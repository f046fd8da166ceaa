use std::fmt;
use std::marker::PhantomData;

use crate::persistent::PersistentMap;
use crate::value::{PlainMap, Value};

use super::schema::Schema;
use super::typed::TypedMap;

/// A typed handle on one field of schema `S` holding values of type `T`.
///
/// Handles are generated by `#[derive(Schema)]` as associated constants
/// named after the field in upper case, so a typed read or write can only
/// name a field the schema declares.
pub struct Field<S, T> {
    name: &'static str,
    _marker: PhantomData<fn() -> (S, T)>,
}

impl<S, T> Field<S, T> {
    /// Creates a handle for the field called `name`.
    ///
    /// Generated code is the intended caller; the name is not checked here.
    #[must_use]
    pub const fn new(name: &'static str) -> Self {
        Self {
            name,
            _marker: PhantomData,
        }
    }

    /// The field's name.
    #[must_use]
    pub const fn name(&self) -> &'static str {
        self.name
    }
}

impl<S, T> Clone for Field<S, T> {
    fn clone(&self) -> Self {
        *self
    }
}

impl<S, T> Copy for Field<S, T> {}

impl<S, T> fmt::Debug for Field<S, T> {
    fn fmt(&self, formatter: &mut fmt::Formatter<'_>) -> fmt::Result {
        formatter.debug_tuple("Field").field(&self.name).finish()
    }
}

/// Conversion between a field's Rust type and the stored [`Value`].
///
/// `from_value` returns `None` when the stored value has another shape.
pub trait FieldValue: Sized {
    /// Reads the typed value out of a stored value.
    fn from_value(value: &Value) -> Option<Self>;

    /// Wraps the typed value for storage.
    fn into_value(self) -> Value;
}

impl FieldValue for Value {
    fn from_value(value: &Value) -> Option<Self> {
        Some(value.clone())
    }

    fn into_value(self) -> Value {
        self
    }
}

impl FieldValue for bool {
    fn from_value(value: &Value) -> Option<Self> {
        value.as_bool()
    }

    fn into_value(self) -> Value {
        Value::Bool(self)
    }
}

impl FieldValue for i64 {
    fn from_value(value: &Value) -> Option<Self> {
        value.as_int()
    }

    fn into_value(self) -> Value {
        Value::Int(self)
    }
}

impl FieldValue for i32 {
    fn from_value(value: &Value) -> Option<Self> {
        value.as_int().and_then(|int| Self::try_from(int).ok())
    }

    fn into_value(self) -> Value {
        Value::Int(i64::from(self))
    }
}

impl FieldValue for f64 {
    fn from_value(value: &Value) -> Option<Self> {
        value.as_float()
    }

    fn into_value(self) -> Value {
        Value::Float(self)
    }
}

impl FieldValue for String {
    fn from_value(value: &Value) -> Option<Self> {
        value.as_str().map(str::to_owned)
    }

    fn into_value(self) -> Value {
        Value::Text(self)
    }
}

impl<T: FieldValue> FieldValue for Vec<T> {
    fn from_value(value: &Value) -> Option<Self> {
        value.as_list()?.iter().map(T::from_value).collect()
    }

    fn into_value(self) -> Value {
        Value::List(self.into_iter().map(T::into_value).collect())
    }
}

impl<T: FieldValue> FieldValue for Option<T> {
    fn from_value(value: &Value) -> Option<Self> {
        if value.is_null() {
            Some(None)
        } else {
            T::from_value(value).map(Some)
        }
    }

    fn into_value(self) -> Value {
        self.map_or(Value::Null, T::into_value)
    }
}

impl FieldValue for PersistentMap<String, Value> {
    fn from_value(value: &Value) -> Option<Self> {
        match value {
            Value::Map(map) => Some(map.clone()),
            Value::Plain(plain) => Some(
                plain
                    .iter()
                    .map(|(key, value)| (key.clone(), value.clone()))
                    .collect(),
            ),
            _ => None,
        }
    }

    fn into_value(self) -> Value {
        Value::Map(self)
    }
}

impl FieldValue for PlainMap {
    fn from_value(value: &Value) -> Option<Self> {
        match value {
            Value::Plain(plain) => Some(plain.clone()),
            Value::Map(map) => Some(
                map.iter()
                    .map(|(key, value)| (key.clone(), value.clone()))
                    .collect(),
            ),
            _ => None,
        }
    }

    fn into_value(self) -> Value {
        Value::Plain(self)
    }
}

impl<S: Schema> FieldValue for TypedMap<S> {
    fn from_value(value: &Value) -> Option<Self> {
        Self::from_map(PersistentMap::from_value(value)?).ok()
    }

    fn into_value(self) -> Value {
        Value::Map(self.into_map())
    }
}

#[cfg(test)]
mod tests {
    use super::*;
    use rstest::rstest;

    #[rstest]
    #[case(Value::from(7), Some(7))]
    #[case(Value::from(i64::MAX), None)]
    #[case(Value::from("7"), None)]
    fn test_i32_from_value(#[case] value: Value, #[case] expected: Option<i32>) {
        assert_eq!(i32::from_value(&value), expected);
    }

    #[rstest]
    fn test_option_maps_null_to_none() {
        assert_eq!(Option::<String>::from_value(&Value::Null), Some(None));
        assert_eq!(Option::<String>::from_value(&Value::from(1)), None);
        assert_eq!(Some(3_i64).into_value(), Value::from(3));
    }

    #[rstest]
    fn test_vec_requires_every_element() {
        let mixed = Value::List(vec![Value::from(1), Value::from("two")]);
        let ints = Value::List(vec![Value::from(1), Value::from(2)]);
        assert_eq!(Vec::<i64>::from_value(&mixed), None);
        assert_eq!(Vec::<i64>::from_value(&ints), Some(vec![1, 2]));
    }

    #[rstest]
    fn test_mapping_conversions_cross_representation() {
        let plain = Value::Plain(PlainMap::from([("a".to_string(), Value::from(1))]));
        let map = PersistentMap::<String, Value>::from_value(&plain);
        assert_eq!(map.map(FieldValue::into_value), Some(plain));
    }

    #[rstest]
    fn test_field_is_copy_and_named() {
        const FIELD: Field<(), i64> = Field::new("count");
        let copy = FIELD;
        assert_eq!(FIELD.name(), copy.name());
        assert_eq!(format!("{FIELD:?}"), "Field(\"count\")");
    }
}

● **WHAT NEEDS TO BE DONE**
Reproduce each entry above character for character.

● **WORKED SOLUTION**
repository f046fd8da166ceaa
use std::fmt;
use std::marker::PhantomData;

use crate::persistent::PersistentMap;
use crate::value::{PlainMap, Value};

use super::schema::Schema;
use super::typed::TypedMap;

/// A typed handle on one field of schema `S` holding values of type `T`.
///
/// Handles are generated by `#[derive(Schema)]` as associated constants
/// named after the field in upper case, so a typed read or write can only
/// name a field the schema declares.
pub struct Field<S, T> {
    name: &'static str,
    _marker: PhantomData<fn() -> (S, T)>,
}

impl<S, T> Field<S, T> {
    /// Creates a handle for the field called `name`.
    ///
    /// Generated code is the intended caller; the name is not checked here.
    #[must_use]
    pub const fn new(name: &'static str) -> Self {
        Self {
            name,
            _marker: PhantomData,
        }
    }

    /// The field's name.
    #[must_use]
    pub const fn name(&self) -> &'static str {
        self.name
    }
}

impl<S, T> Clone for Field<S, T> {
    fn clone(&self) -> Self {
        *self
    }
}

impl<S, T> Copy for Field<S, T> {}

impl<S, T> fmt::Debug for Field<S, T> {
    fn fmt(&self, formatter: &mut fmt::Formatter<'_>) -> fmt::Result {
        formatter.debug_tuple("Field").field(&self.name).finish()
    }
}

/// Conversion between a field's Rust type and the stored [`Value`].
///
/// `from_value` returns `None` when the stored value has another shape.
pub trait FieldValue: Sized {
    /// Reads the typed value out of a stored value.
    fn from_value(value: &Value) -> Option<Self>;

    /// Wraps the typed value for storage.
    fn into_value(self) -> Value;
}

impl FieldValue for Value {
    fn from_value(value: &Value) -> Option<Self> {
        Some(value.clone())
    }

    fn into_value(self) -> Value {
        self
    }
}

impl FieldValue for bool {
    fn from_value(value: &Value) -> Option<Self> {
        value.as_bool()
    }

    fn into_value(self) -> Value {
        Value::Bool(self)
    }
}

impl FieldValue for i64 {
    fn from_value(value: &Value) -> Option<Self> {
        value.as_int()
    }

    fn into_value(self) -> Value {
        Value::Int(self)
    }
}

impl FieldValue for i32 {
    fn from_value(value: &Value) -> Option<Self> {
        value.as_int().and_then(|int| Self::try_from(int).ok())
    }

    fn into_value(self) -> Value {
        Value::Int(i64::from(self))
    }
}

impl FieldValue for f64 {
    fn from_value(value: &Value) -> Option<Self> {
        value.as_float()
    }

    fn into_value(self) -> Value {
        Value::Float(self)
    }
}

impl FieldValue for String {
    fn from_value(value: &Value) -> Option<Self> {
        value.as_str().map(str::to_owned)
    }

    fn into_value(self) -> Value {
        Value::Text(self)
    }
}

impl<T: FieldValue> FieldValue for Vec<T> {
    fn from_value(value: &Value) -> Option<Self> {
        value.as_list()?.iter().map(T::from_value).collect()
    }

    fn into_value(self) -> Value {
        Value::List(self.into_iter().map(T::into_value).collect())
    }
}

impl<T: FieldValue> FieldValue for Option<T> {
    fn from_value(value: &Value) -> Option<Self> {
        if value.is_null() {
            Some(None)
        } else {
            T::from_value(value).map(Some)
        }
    }

    fn into_value(self) -> Value {
        self.map_or(Value::Null, T::into_value)
    }
}

impl FieldValue for PersistentMap<String, Value> {
    fn from_value(value: &Value) -> Option<Self> {
        match value {
            Value::Map(map) => Some(map.clone()),
            Value::Plain(plain) => Some(
                plain
                    .iter()
                    .map(|(key, value)| (key.clone(), value.clone()))
                    .collect(),
            ),
            _ => None,
        }
    }

    fn into_value(self) -> Value {
        Value::Map(self)
    }
}

impl FieldValue for PlainMap {
    fn from_value(value: &Value) -> Option<Self> {
        match value {
            Value::Plain(plain) => Some(plain.clone()),
            Value::Map(map) => Some(
                map.iter()
                    .map(|(key, value)| (key.clone(), value.clone()))
                    .collect(),
            ),
            _ => None,
        }
    }

    fn into_value(self) -> Value {
        Value::Plain(self)
    }
}

impl<S: Schema> FieldValue for TypedMap<S> {
    fn from_value(value: &Value) -> Option<Self> {
        Self::from_map(PersistentMap::from_value(value)?).ok()
    }

    fn into_value(self) -> Value {
        Value::Map(self.into_map())
    }
}

#[cfg(test)]
mod tests {
    use super::*;
    use rstest::rstest;

    #[rstest]
    #[case(Value::from(7), Some(7))]
    #[case(Value::from(i64::MAX), None)]
    #[case(Value::from("7"), None)]
    fn test_i32_from_value(#[case] value: Value, #[case] expected: Option<i32>) {
        assert_eq!(i32::from_value(&value), expected);
    }

    #[rstest]
    fn test_option_maps_null_to_none() {
        assert_eq!(Option::<String>::from_value(&Value::Null), Some(None));
        assert_eq!(Option::<String>::from_value(&Value::from(1)), None);
        assert_eq!(Some(3_i64).into_value(), Value::from(3));
    }

    #[rstest]
    fn test_vec_requires_every_element() {
        let mixed = Value::List(vec![Value::from(1), Value::from("two")]);
        let ints = Value::List(vec![Value::from(1), Value::from(2)]);
        assert_eq!(Vec::<i64>::from_value(&mixed), None);
        assert_eq!(Vec::<i64>::from_value(&ints), Some(vec![1, 2]));
    }

    #[rstest]
    fn test_mapping_conversions_cross_representation() {
        let plain = Value::Plain(PlainMap::from([("a".to_string(), Value::from(1))]));
        let map = PersistentMap::<String, Value>::from_value(&plain);
        assert_eq!(map.map(FieldValue::into_value), Some(plain));
    }

    #[rstest]
    fn test_field_is_copy_and_named() {
        const FIELD: Field<(), i64> = Field::new("count");
        let copy = FIELD;
        assert_eq!(FIELD.name(), copy.name());
        assert_eq!(format!("{FIELD:?}"), "Field(\"count\")");
    }
}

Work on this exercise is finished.